● **Assignment**
Please transcribe the data that follows exactly, from its first line through the line that contains "pub fn is_draw(&self)".

::: Exercise data :::

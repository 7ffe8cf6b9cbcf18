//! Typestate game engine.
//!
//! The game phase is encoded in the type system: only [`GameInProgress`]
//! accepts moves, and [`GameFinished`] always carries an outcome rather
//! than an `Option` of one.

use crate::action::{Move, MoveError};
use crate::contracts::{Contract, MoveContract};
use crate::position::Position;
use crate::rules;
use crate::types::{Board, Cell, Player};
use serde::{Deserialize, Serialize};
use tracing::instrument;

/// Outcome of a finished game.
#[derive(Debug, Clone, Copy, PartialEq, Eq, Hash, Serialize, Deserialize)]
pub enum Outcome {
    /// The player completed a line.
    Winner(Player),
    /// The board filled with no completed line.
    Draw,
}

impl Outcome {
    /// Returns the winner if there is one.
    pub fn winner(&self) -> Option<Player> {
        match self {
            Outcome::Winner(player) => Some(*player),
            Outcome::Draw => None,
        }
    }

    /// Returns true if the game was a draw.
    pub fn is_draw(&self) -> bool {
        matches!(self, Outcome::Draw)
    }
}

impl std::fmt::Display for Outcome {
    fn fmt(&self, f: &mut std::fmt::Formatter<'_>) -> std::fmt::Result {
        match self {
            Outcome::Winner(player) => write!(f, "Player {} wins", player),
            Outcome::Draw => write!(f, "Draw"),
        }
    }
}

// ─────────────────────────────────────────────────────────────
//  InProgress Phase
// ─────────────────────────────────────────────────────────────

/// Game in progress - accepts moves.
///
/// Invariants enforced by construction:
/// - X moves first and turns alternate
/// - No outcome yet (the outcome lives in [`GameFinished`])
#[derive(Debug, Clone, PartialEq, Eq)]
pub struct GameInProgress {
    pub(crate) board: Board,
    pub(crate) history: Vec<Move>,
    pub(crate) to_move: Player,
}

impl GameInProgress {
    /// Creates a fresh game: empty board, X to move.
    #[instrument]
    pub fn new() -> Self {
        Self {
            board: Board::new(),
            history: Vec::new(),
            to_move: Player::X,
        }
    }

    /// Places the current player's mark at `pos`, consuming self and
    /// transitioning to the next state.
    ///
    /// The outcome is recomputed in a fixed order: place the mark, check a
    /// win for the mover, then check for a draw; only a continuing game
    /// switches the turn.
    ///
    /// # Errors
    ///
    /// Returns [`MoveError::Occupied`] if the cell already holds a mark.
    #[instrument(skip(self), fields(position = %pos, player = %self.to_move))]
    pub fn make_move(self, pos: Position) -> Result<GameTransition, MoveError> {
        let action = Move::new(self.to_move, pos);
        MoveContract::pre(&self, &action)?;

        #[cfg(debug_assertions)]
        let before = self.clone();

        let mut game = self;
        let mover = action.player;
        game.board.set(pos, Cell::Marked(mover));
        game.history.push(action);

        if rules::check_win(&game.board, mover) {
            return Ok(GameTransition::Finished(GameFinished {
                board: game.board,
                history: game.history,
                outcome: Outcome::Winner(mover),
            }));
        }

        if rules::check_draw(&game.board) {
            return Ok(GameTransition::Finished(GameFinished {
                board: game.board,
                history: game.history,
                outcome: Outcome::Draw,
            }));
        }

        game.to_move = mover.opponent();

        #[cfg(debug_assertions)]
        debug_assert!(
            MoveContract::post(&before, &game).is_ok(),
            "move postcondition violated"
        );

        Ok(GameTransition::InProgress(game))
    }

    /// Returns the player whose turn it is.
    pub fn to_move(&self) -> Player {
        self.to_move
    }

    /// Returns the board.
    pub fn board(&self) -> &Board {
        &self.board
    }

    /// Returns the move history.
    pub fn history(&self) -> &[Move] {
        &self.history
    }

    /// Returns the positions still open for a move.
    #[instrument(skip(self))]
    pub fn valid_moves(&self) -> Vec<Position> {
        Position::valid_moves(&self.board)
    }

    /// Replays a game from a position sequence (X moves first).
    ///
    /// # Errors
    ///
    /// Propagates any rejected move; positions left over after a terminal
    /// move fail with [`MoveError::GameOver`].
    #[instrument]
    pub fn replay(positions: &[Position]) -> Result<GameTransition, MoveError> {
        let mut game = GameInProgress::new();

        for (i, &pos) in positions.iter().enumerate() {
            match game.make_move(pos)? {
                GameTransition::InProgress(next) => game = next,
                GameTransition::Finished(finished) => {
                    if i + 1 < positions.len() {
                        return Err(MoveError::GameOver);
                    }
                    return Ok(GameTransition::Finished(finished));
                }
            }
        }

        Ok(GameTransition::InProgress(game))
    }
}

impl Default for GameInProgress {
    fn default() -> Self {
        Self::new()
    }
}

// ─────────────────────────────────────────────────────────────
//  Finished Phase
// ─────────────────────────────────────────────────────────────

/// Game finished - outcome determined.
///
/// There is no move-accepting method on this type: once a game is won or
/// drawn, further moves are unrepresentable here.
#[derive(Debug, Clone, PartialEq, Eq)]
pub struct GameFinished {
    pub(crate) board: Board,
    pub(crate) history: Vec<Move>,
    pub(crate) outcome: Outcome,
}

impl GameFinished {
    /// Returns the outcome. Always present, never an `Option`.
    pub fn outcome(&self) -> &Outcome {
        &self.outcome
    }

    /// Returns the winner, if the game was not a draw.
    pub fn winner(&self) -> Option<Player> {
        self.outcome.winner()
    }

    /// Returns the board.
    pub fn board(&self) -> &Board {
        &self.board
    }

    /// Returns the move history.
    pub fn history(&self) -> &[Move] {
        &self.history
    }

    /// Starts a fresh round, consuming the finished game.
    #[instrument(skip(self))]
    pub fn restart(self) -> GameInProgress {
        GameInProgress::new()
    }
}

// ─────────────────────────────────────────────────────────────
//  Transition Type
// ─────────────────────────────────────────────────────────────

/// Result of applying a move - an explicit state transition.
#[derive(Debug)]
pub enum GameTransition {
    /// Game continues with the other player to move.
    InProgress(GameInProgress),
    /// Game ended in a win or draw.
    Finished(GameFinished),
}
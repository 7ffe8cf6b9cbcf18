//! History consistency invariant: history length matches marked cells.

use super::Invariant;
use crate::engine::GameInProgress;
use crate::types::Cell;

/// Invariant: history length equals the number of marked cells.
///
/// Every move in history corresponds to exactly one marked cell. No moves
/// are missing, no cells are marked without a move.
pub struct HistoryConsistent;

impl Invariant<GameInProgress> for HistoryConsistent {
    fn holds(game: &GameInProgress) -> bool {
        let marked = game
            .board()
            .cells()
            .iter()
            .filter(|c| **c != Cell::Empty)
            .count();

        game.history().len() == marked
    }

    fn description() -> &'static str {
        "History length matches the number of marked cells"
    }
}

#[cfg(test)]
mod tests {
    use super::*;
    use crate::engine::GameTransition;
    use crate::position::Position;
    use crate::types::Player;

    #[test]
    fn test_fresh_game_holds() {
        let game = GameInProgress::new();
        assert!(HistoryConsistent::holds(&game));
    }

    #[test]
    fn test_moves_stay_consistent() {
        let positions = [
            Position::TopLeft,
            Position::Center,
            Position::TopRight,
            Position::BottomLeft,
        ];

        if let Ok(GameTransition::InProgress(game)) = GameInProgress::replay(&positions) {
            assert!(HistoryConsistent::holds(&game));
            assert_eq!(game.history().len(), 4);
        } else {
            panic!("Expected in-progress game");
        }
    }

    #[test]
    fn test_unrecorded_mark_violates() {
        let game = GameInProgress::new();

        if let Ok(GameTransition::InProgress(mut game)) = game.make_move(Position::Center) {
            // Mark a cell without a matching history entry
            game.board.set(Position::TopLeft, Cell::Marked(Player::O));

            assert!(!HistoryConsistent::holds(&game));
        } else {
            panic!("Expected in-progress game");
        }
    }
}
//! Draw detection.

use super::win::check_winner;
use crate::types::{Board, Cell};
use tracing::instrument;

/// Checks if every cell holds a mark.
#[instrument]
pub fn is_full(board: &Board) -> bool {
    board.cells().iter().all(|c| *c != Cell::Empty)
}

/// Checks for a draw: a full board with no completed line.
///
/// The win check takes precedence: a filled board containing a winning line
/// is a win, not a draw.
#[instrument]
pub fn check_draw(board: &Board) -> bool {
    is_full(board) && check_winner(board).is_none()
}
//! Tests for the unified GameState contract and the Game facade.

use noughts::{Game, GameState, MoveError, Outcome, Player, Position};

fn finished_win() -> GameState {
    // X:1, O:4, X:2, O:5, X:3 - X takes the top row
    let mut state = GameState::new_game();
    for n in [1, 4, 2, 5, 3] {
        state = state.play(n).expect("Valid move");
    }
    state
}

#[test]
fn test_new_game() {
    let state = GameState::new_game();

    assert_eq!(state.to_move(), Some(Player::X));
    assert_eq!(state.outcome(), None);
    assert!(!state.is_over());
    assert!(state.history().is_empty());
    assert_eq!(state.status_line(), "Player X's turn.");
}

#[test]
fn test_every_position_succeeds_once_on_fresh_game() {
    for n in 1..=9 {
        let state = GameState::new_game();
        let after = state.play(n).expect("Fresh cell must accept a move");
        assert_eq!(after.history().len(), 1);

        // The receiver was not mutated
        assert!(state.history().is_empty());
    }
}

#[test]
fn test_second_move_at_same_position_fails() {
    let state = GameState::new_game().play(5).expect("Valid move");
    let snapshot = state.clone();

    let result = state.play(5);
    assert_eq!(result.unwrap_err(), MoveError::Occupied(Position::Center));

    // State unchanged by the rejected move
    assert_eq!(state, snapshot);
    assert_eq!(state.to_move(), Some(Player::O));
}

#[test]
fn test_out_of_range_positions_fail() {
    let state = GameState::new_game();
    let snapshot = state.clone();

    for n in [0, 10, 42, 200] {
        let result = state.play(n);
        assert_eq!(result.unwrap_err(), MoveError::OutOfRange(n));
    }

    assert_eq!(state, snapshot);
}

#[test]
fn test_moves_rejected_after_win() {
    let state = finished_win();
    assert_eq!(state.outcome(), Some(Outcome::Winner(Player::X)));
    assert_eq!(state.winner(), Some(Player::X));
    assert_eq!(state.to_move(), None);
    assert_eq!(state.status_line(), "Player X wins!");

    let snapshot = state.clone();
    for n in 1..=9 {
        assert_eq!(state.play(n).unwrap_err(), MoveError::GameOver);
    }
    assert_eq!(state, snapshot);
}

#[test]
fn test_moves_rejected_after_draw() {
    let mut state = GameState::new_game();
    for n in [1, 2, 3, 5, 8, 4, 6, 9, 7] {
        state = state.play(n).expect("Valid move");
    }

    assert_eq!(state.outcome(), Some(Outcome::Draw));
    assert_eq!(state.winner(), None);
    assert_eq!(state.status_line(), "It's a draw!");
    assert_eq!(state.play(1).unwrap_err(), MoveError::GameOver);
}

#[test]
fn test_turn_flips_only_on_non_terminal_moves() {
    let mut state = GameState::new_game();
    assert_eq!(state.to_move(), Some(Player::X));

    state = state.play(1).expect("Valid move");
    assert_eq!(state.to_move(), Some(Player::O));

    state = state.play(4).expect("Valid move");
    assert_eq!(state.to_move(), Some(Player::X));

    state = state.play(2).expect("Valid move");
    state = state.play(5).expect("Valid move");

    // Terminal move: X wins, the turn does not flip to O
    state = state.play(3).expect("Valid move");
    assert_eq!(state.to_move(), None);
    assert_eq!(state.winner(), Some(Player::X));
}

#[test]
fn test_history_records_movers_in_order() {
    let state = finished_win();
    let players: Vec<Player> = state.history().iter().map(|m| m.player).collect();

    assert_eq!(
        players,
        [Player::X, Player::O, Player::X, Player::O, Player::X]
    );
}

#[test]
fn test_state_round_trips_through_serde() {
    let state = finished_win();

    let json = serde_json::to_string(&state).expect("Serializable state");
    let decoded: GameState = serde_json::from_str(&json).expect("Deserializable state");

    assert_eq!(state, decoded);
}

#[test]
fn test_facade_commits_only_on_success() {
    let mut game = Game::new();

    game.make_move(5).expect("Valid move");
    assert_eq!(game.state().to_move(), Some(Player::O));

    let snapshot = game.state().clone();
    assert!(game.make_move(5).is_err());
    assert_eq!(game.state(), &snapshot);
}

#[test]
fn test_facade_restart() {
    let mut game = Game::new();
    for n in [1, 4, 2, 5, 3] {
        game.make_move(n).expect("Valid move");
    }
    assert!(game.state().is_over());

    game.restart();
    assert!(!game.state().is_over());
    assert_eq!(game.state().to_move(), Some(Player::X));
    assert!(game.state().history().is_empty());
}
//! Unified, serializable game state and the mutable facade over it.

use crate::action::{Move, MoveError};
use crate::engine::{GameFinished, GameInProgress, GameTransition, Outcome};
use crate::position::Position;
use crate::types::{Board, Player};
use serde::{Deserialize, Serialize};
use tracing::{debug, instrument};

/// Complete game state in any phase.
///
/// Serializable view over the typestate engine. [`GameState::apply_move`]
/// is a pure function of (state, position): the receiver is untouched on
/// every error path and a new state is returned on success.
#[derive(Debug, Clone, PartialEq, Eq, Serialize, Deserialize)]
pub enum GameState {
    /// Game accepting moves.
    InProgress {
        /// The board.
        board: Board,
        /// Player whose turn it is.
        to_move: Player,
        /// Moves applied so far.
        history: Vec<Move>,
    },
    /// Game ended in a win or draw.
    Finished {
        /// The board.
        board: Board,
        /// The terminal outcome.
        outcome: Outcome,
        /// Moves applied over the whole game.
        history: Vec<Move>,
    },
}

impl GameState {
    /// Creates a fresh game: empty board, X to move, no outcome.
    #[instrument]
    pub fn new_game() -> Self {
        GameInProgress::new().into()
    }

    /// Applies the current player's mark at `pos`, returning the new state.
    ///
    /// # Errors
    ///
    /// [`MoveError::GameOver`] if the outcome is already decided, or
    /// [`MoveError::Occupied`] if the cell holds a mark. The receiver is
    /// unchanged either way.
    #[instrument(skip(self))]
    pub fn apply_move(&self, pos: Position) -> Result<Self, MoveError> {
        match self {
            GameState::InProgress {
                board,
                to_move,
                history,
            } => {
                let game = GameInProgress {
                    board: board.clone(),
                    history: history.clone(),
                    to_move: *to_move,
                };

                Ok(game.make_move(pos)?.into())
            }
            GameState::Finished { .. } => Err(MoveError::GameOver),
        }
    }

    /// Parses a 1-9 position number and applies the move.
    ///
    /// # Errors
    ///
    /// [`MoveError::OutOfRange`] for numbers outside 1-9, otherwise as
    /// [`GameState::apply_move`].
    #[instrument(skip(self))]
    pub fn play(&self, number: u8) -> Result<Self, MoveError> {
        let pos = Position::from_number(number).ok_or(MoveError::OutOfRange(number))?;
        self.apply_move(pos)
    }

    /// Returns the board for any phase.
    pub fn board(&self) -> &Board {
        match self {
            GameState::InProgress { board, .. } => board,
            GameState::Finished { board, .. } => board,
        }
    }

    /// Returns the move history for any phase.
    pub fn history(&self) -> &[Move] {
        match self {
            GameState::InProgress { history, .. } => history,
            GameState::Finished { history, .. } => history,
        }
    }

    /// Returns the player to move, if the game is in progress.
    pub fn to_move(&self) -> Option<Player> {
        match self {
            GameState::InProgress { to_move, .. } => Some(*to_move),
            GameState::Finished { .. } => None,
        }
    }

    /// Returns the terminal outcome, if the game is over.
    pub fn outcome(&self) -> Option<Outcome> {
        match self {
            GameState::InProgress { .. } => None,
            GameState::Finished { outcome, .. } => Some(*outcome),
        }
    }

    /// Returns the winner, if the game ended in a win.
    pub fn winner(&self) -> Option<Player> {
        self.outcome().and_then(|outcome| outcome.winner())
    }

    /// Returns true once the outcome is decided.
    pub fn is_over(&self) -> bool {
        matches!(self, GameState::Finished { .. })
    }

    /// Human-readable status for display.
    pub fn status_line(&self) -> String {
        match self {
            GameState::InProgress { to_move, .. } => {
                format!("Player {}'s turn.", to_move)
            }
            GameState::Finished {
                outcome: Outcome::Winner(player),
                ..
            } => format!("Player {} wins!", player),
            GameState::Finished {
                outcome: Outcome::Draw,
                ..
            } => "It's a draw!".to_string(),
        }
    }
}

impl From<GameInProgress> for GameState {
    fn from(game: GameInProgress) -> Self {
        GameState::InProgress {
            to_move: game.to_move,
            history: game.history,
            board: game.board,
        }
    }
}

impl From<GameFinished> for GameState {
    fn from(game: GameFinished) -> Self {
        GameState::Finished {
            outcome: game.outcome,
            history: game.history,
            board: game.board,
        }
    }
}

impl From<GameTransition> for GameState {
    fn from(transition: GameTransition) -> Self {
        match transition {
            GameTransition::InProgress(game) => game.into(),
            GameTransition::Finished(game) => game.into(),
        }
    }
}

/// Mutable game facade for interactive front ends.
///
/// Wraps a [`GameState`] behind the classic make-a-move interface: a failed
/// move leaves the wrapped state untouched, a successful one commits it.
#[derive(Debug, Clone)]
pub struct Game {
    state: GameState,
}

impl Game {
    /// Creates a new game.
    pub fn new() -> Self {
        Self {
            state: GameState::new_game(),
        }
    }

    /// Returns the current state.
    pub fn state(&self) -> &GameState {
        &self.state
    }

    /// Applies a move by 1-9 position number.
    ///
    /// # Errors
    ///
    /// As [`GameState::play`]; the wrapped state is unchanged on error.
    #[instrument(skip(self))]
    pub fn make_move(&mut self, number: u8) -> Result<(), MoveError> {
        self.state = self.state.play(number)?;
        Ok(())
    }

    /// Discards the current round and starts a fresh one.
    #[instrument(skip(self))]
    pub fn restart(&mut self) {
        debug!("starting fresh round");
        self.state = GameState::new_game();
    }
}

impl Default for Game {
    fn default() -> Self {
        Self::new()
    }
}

:::

● **Reply**
repository 7ffe8cf6b9cbcf18
//! Typestate game engine.
//!
//! The game phase is encoded in the type system: only [`GameInProgress`]
//! accepts moves, and [`GameFinished`] always carries an outcome rather
//! than an `Option` of one.

use crate::action::{Move, MoveError};
use crate::contracts::{Contract, MoveContract};
use crate::position::Position;
use crate::rules;
use crate::types::{Board, Cell, Player};
use serde::{Deserialize, Serialize};
use tracing::instrument;

/// Outcome of a finished game.
#[derive(Debug, Clone, Copy, PartialEq, Eq, Hash, Serialize, Deserialize)]
pub enum Outcome {
    /// The player completed a line.
    Winner(Player),
    /// The board filled with no completed line.
    Draw,
}

impl Outcome {
    /// Returns the winner if there is one.
    pub fn winner(&self) -> Option<Player> {
        match self {
            Outcome::Winner(player) => Some(*player),
            Outcome::Draw => None,
        }
    }

    /// Returns true if the game was a draw.
    pub fn is_draw(&self) -> bool {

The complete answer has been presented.